Von-Kossa-Färbung von glatten Zellen der Aortengefäßmuskulatur: Eine in vitro-Technik zur Beurteilung der Verkalkung der arteriellen Medialschicht

4K Aufrufe

8. Juli 2025

In diesem Artikel

Zusammenfassung

Quelle: O'Rourke, C., et al. Verkalkung von glatten Gefäßmuskelzellen und Bildgebung von Aortenverkalkung und Entzündung. J. Vis. Exp. (2016).

Dieses Video zeigt eine Färbetechnik zur Beurteilung der arteriellen medialen Verkalkung der vaskulären glatten Muskelzellen in vitro.
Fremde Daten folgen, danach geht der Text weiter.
// Copyright (c) 2025 Kirky.X
//
// Licensed under the MIT License
// See LICENSE file in the project root for full license information.

use once_cell::sync::Lazy;
use regex::Regex;

/// 错误文本截断长度
pub const MAX_ERROR_LEN: usize = 200;

static SECRET_ASSIGNMENT: Lazy<Regex> = Lazy::new(|| {
    Regex::new(r"(?i)\b(api_key|key|token|secret|password|cx)=([^\s&]+)")
        .expect("Failed to compile secret assignment regex")
});

/// 隐去错误文本中的凭据赋值，如 `key=abc` -> `key=***`
pub fn sanitize_error(message: &str) -> String {
    SECRET_ASSIGNMENT
        .replace_all(message, "${1}=***")
        .into_owned()
}

/// 按字符截断，不会切开多字节字符
pub fn truncate(message: &str, max_chars: usize) -> String {
    match message.char_indices().nth(max_chars) {
        Some((idx, _)) => message[..idx].to_string(),
        None => message.to_string(),
    }
}

/// 先脱敏再截断到 [`MAX_ERROR_LEN`]
pub fn error_excerpt(message: &str) -> String {
    truncate(&sanitize_error(message), MAX_ERROR_LEN)
}
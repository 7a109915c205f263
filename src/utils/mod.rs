// Copyright (c) 2025 Kirky.X
//
// Licensed under the MIT License
// See LICENSE file in the project root for full license information.

/// 工具模块
///
/// 提供通用的工具函数和辅助功能
/// 包括域名规范化、请求节奏、退避、robots.txt、错误脱敏与日志初始化
pub mod artifacts;
pub mod errors;
pub mod rate_limiter;
pub mod retry_policy;
pub mod robots;
pub mod sanitize;
pub mod telemetry;
pub mod url_utils;
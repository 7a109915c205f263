// Copyright (c) 2025 Kirky.X
//
// Licensed under the MIT License
// See LICENSE file in the project root for full license information.

/// 基础设施层模块
///
/// 提供与外部系统交互的具体实现：
/// - 可观测性（observability）：指标描述与记录
/// - 搜索（search）：各搜索提供方的 HTTP 客户端与工厂
pub mod observability;
pub mod search;
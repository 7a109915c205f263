// Copyright (c) 2025 Kirky.X
//
// Licensed under the MIT License
// See LICENSE file in the project root for full license information.

use serde::{Deserialize, Serialize};
use std::path::{Path, PathBuf};

use crate::utils::sanitize::error_excerpt;
use crate::utils::url_utils::{ensure_scheme, output_slug};

/// 审计任务
///
/// 一个目标 URL 及其唯一的输出路径，创建后只读
#[derive(Debug, Clone, PartialEq, Eq)]
pub struct AuditTask {
    url: String,
    slug: String,
    output_base: PathBuf,
}

impl AuditTask {
    /// 由域名或 URL 创建任务，缺少协议时补 https://
    pub fn new(target: &str, output_dir: &Path) -> Self {
        let url = ensure_scheme(target);
        let slug = output_slug(&url);
        let output_base = output_dir.join(&slug);
        Self {
            url,
            slug,
            output_base,
        }
    }

    pub fn url(&self) -> &str {
        &self.url
    }

    pub fn slug(&self) -> &str {
        &self.slug
    }

    /// 审计工具的输出路径前缀
    pub fn output_base(&self) -> &Path {
        &self.output_base
    }
}

/// 单个域名的审计结果
#[derive(Debug, Clone, PartialEq, Eq, Serialize, Deserialize)]
pub struct AuditOutcome {
    pub url: String,
    pub success: bool,
    pub error: Option<String>,
}

impl AuditOutcome {
    pub fn succeeded(url: impl Into<String>) -> Self {
        Self {
            url: url.into(),
            success: true,
            error: None,
        }
    }

    /// 失败结果，错误文本经脱敏并截断
    pub fn failed(url: impl Into<String>, error: &str) -> Self {
        Self {
            url: url.into(),
            success: false,
            error: Some(error_excerpt(error)),
        }
    }
}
Die von-Kossa-Methode nutzt eine photochemische Reaktion, um metallisches Silber an den Verkalkungsstellen abzuscheiden und eine schwarze Färbung zu verleihen.

Protokoll

Alle Verfahren, an denen Tiermodelle beteiligt sind, wurden vom lokalen institutionellen Tierpflegeausschuss und dem Tierprüfungsausschuss von JoVE überprüft.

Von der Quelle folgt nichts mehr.